Exercise details: Determine how many lines in the records below include the word "failure" and output that number alone.

Listed entries:
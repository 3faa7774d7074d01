//! Error types for the artio fileset reader.

use thiserror::Error;

use crate::cache::SfcRange;
use crate::parameter::ParameterType;

/// The main error type for all artio operations.
///
/// Each variant wraps the error enum of one area of the reader. Use
/// [`ArtioError::kind`] to classify an error without matching on the
/// nested enums.
#[derive(Error, Debug)]
pub enum ArtioError {
    /// Error opening, closing, or changing the state of a fileset.
    #[error("fileset error: {0}")]
    Fileset(#[from] FilesetError),

    /// Error looking up or decoding a header parameter.
    #[error("parameter error: {0}")]
    Parameter(#[from] ParameterError),

    /// Error in the particle cache or stream reader.
    #[error("particle error: {0}")]
    Particle(#[from] ParticleError),

    /// Error during a bulk scan over an SFC range.
    #[error("scan error: {0}")]
    Scan(#[from] ScanError),

    /// Error decoding or encoding fileset bytes.
    #[error("format error: {0}")]
    Format(#[from] FormatError),
}

/// Classification of every [`ArtioError`].
///
/// Callers that only care about *what kind* of failure happened match on
/// this instead of the nested error enums.
#[derive(Debug, Clone, Copy, PartialEq, Eq, Hash)]
pub enum ErrorKind {
    /// A parameter key, dataset prefix, or data subsystem is absent.
    NotFound,
    /// An accessor type does not match the parameter's declared type.
    TypeMismatch,
    /// A buffer length does not match the declared array length.
    LengthMismatch,
    /// An SFC index or range lies outside the valid domain.
    InvalidSfcRange,
    /// A species index lies outside `[0, num_species)`.
    InvalidSpecies,
    /// A bulk query selection is not satisfiable.
    InvalidSelection,
    /// An operation was invoked outside its required state.
    InvalidState,
    /// A scan would write more results than the destination holds.
    IoOverflow,
    /// The store reports internally inconsistent metadata.
    Corrupted,
    /// An I/O failure in the storage engine.
    Io,
    /// The fileset was written by a newer, unsupported format version.
    VersionMismatch,
}

impl ErrorKind {
    /// Returns `true` for kinds that indicate a caller bug rather than a
    /// data condition: wrong-sized buffers and out-of-order calls.
    pub fn is_contract_violation(self) -> bool {
        matches!(self, Self::LengthMismatch | Self::InvalidState)
    }
}

impl ArtioError {
    /// Returns the kind of this error.
    pub fn kind(&self) -> ErrorKind {
        match self {
            Self::Fileset(e) => e.kind(),
            Self::Parameter(e) => e.kind(),
            Self::Particle(e) => e.kind(),
            Self::Scan(e) => e.kind(),
            Self::Format(e) => e.kind(),
        }
    }
}

/// Errors that can occur when opening, closing, or reconfiguring a fileset.
#[derive(Error, Debug)]
pub enum FilesetError {
    /// The prefix does not resolve to a dataset valid for the requested mode.
    #[error("fileset '{prefix}' not found: {reason}")]
    NotFound {
        /// The fileset prefix that was requested.
        prefix: String,
        /// What was missing.
        reason: String,
    },

    /// A lifecycle operation was called out of order.
    #[error("cannot {operation}: {reason}")]
    InvalidState {
        /// The operation that was attempted.
        operation: &'static str,
        /// Why the fileset is in the wrong state.
        reason: &'static str,
    },

    /// The fileset was written by a newer major version of the format.
    #[error("fileset version {major}.{minor} is newer than supported version {supported}.x")]
    VersionMismatch {
        /// Major version found in the header.
        major: i32,
        /// Minor version found in the header.
        minor: i32,
        /// Highest major version this reader understands.
        supported: i32,
    },

    /// The storage engine failed to release the fileset.
    #[error("failed to close fileset '{prefix}': {source}")]
    CloseFailed {
        /// The fileset prefix.
        prefix: String,
        /// The underlying I/O error.
        #[source]
        source: std::io::Error,
    },
}

impl FilesetError {
    fn kind(&self) -> ErrorKind {
        match self {
            Self::NotFound { .. } => ErrorKind::NotFound,
            Self::InvalidState { .. } => ErrorKind::InvalidState,
            Self::VersionMismatch { .. } => ErrorKind::VersionMismatch,
            Self::CloseFailed { .. } => ErrorKind::Io,
        }
    }
}

/// Errors that can occur when discovering or fetching header parameters.
#[derive(Error, Debug)]
pub enum ParameterError {
    /// No parameter with this name exists in the fileset.
    #[error("parameter '{name}' not found")]
    NotFound {
        /// The requested parameter name.
        name: String,
    },

    /// The accessor does not match the parameter's declared type.
    #[error("parameter '{name}' has type {found}, requested {requested}")]
    TypeMismatch {
        /// The parameter name.
        name: String,
        /// The type the accessor reads.
        requested: ParameterType,
        /// The type the parameter was declared with.
        found: ParameterType,
    },

    /// A caller-side length expectation does not match the stored array.
    #[error("parameter '{name}' has {found} values, expected {expected}")]
    LengthMismatch {
        /// The parameter name.
        name: String,
        /// The length the caller expected.
        expected: usize,
        /// The length actually stored.
        found: usize,
    },

    /// The store's own metadata for this parameter is inconsistent.
    #[error("parameter '{name}' is corrupted: {reason}")]
    Corrupted {
        /// The parameter name.
        name: String,
        /// Description of the inconsistency.
        reason: String,
    },
}

impl ParameterError {
    fn kind(&self) -> ErrorKind {
        match self {
            Self::NotFound { .. } => ErrorKind::NotFound,
            Self::TypeMismatch { .. } => ErrorKind::TypeMismatch,
            Self::LengthMismatch { .. } => ErrorKind::LengthMismatch,
            Self::Corrupted { .. } => ErrorKind::Corrupted,
        }
    }
}

/// Errors raised by the SFC cache and the particle stream reader.
#[derive(Error, Debug)]
pub enum ParticleError {
    /// The particle subsystem is not open.
    #[error("cannot {operation}: particles are not open")]
    NotOpen {
        /// The operation that was attempted.
        operation: &'static str,
    },

    /// The requested SFC range is empty, reversed, or outside the root cells.
    #[error("invalid sfc range {start}..={end} (valid: 0..{num_root_cells})")]
    InvalidSfcRange {
        /// Requested first SFC index.
        start: i64,
        /// Requested last SFC index (inclusive).
        end: i64,
        /// Number of root cells in the fileset.
        num_root_cells: i64,
    },

    /// An SFC index lies outside the currently cached range.
    #[error("sfc {sfc} is outside the cached range {cached:?}")]
    SfcNotCached {
        /// The requested SFC index.
        sfc: i64,
        /// The active cached range, if any.
        cached: Option<SfcRange>,
    },

    /// A range is already cached; it must be cleared before caching another.
    #[error("sfc range {active} is already cached; clear it before caching {requested}")]
    AlreadyCached {
        /// The currently active range.
        active: SfcRange,
        /// The range the caller tried to cache.
        requested: SfcRange,
    },

    /// A stream reader call was made outside its required state.
    #[error("cannot {operation} while {state}")]
    InvalidState {
        /// The operation that was attempted.
        operation: &'static str,
        /// The state the reader was in.
        state: &'static str,
    },

    /// The species index is out of bounds.
    #[error("invalid species {species} (fileset has {num_species})")]
    InvalidSpecies {
        /// The requested species index.
        species: usize,
        /// Number of species in the fileset.
        num_species: usize,
    },

    /// A caller-provided buffer is not sized as the contract requires.
    #[error("{buffer} buffer has length {found}, expected {expected}")]
    BufferLength {
        /// Which buffer was wrong.
        buffer: &'static str,
        /// Required length.
        expected: usize,
        /// Provided length.
        found: usize,
    },
}

impl ParticleError {
    fn kind(&self) -> ErrorKind {
        match self {
            Self::NotOpen { .. } | Self::AlreadyCached { .. } | Self::InvalidState { .. } => {
                ErrorKind::InvalidState
            }
            Self::InvalidSfcRange { .. } | Self::SfcNotCached { .. } => ErrorKind::InvalidSfcRange,
            Self::InvalidSpecies { .. } => ErrorKind::InvalidSpecies,
            Self::BufferLength { .. } => ErrorKind::LengthMismatch,
        }
    }
}

/// Errors raised by bulk scans.
#[derive(Error, Debug)]
pub enum ScanError {
    /// The selection cannot be satisfied for this fileset.
    #[error("invalid selection of species {species}: {reason}")]
    InvalidSelection {
        /// The selected species.
        species: usize,
        /// Why the selection is invalid.
        reason: String,
    },

    /// The destination is smaller than the number of matching particles.
    #[error("scan output overflow: destination holds {capacity} entries")]
    Overflow {
        /// Capacity of the destination buffer.
        capacity: usize,
    },
}

impl ScanError {
    fn kind(&self) -> ErrorKind {
        match self {
            Self::InvalidSelection { .. } => ErrorKind::InvalidSelection,
            Self::Overflow { .. } => ErrorKind::IoOverflow,
        }
    }
}

/// Errors decoding or encoding the on-disk fileset representation.
#[derive(Error, Debug)]
pub enum FormatError {
    /// Failed to read or write a fileset file.
    #[error("I/O error on '{path}': {source}")]
    Io {
        /// The file path.
        path: String,
        /// The underlying I/O error.
        #[source]
        source: std::io::Error,
    },

    /// The file does not start with the expected magic bytes.
    #[error("'{path}' has invalid magic bytes: expected {expected:?}, found {found:?}")]
    BadMagic {
        /// The file path.
        path: String,
        /// The magic this file type requires.
        expected: [u8; 4],
        /// The bytes actually found.
        found: [u8; 4],
    },

    /// The file ends before a record it declares.
    #[error("'{path}' is truncated: needed {needed} bytes at offset {offset}")]
    Truncated {
        /// The file path.
        path: String,
        /// Byte offset of the failed read.
        offset: u64,
        /// Number of bytes that were needed.
        needed: u64,
    },

    /// The file's contents are internally inconsistent.
    #[error("'{path}' is corrupted: {reason}")]
    Corrupted {
        /// The file path.
        path: String,
        /// Description of the corruption.
        reason: String,
    },
}

impl FormatError {
    fn kind(&self) -> ErrorKind {
        match self {
            Self::Io { .. } => ErrorKind::Io,
            Self::BadMagic { .. } | Self::Truncated { .. } | Self::Corrupted { .. } => {
                ErrorKind::Corrupted
            }
        }
    }
}

/// Type alias for `Result<T, ArtioError>`.
pub type Result<T> = std::result::Result<T, ArtioError>;

#[cfg(test)]
mod tests {
    use super::*;

    #[test]
    fn test_kind_classification() {
        let err: ArtioError = ParameterError::NotFound {
            name: "num_root_cells".to_string(),
        }
        .into();
        assert_eq!(err.kind(), ErrorKind::NotFound);

        let err: ArtioError = ParticleError::AlreadyCached {
            active: SfcRange::new(0, 3).unwrap(),
            requested: SfcRange::new(4, 5).unwrap(),
        }
        .into();
        assert_eq!(err.kind(), ErrorKind::InvalidState);

        let err: ArtioError = ScanError::Overflow { capacity: 2 }.into();
        assert_eq!(err.kind(), ErrorKind::IoOverflow);

        let err: ArtioError = FormatError::Truncated {
            path: "x.p000".to_string(),
            offset: 24,
            needed: 8,
        }
        .into();
        assert_eq!(err.kind(), ErrorKind::Corrupted);
    }

    #[test]
    fn test_contract_violations() {
        assert!(ErrorKind::InvalidState.is_contract_violation());
        assert!(ErrorKind::LengthMismatch.is_contract_violation());
        assert!(!ErrorKind::NotFound.is_contract_violation());
        assert!(!ErrorKind::Corrupted.is_contract_violation());
    }

    #[test]
    fn test_error_messages() {
        let err: ArtioError = ParticleError::InvalidSfcRange {
            start: 5,
            end: 2,
            num_root_cells: 8,
        }
        .into();
        assert!(err.to_string().contains("invalid sfc range 5..=2"));

        let err: ArtioError = ParameterError::TypeMismatch {
            name: "sfc_type".to_string(),
            requested: ParameterType::Float64,
            found: ParameterType::Int32,
        }
        .into();
        assert!(err.to_string().contains("has type int32, requested float64"));
    }
}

Written solution: 2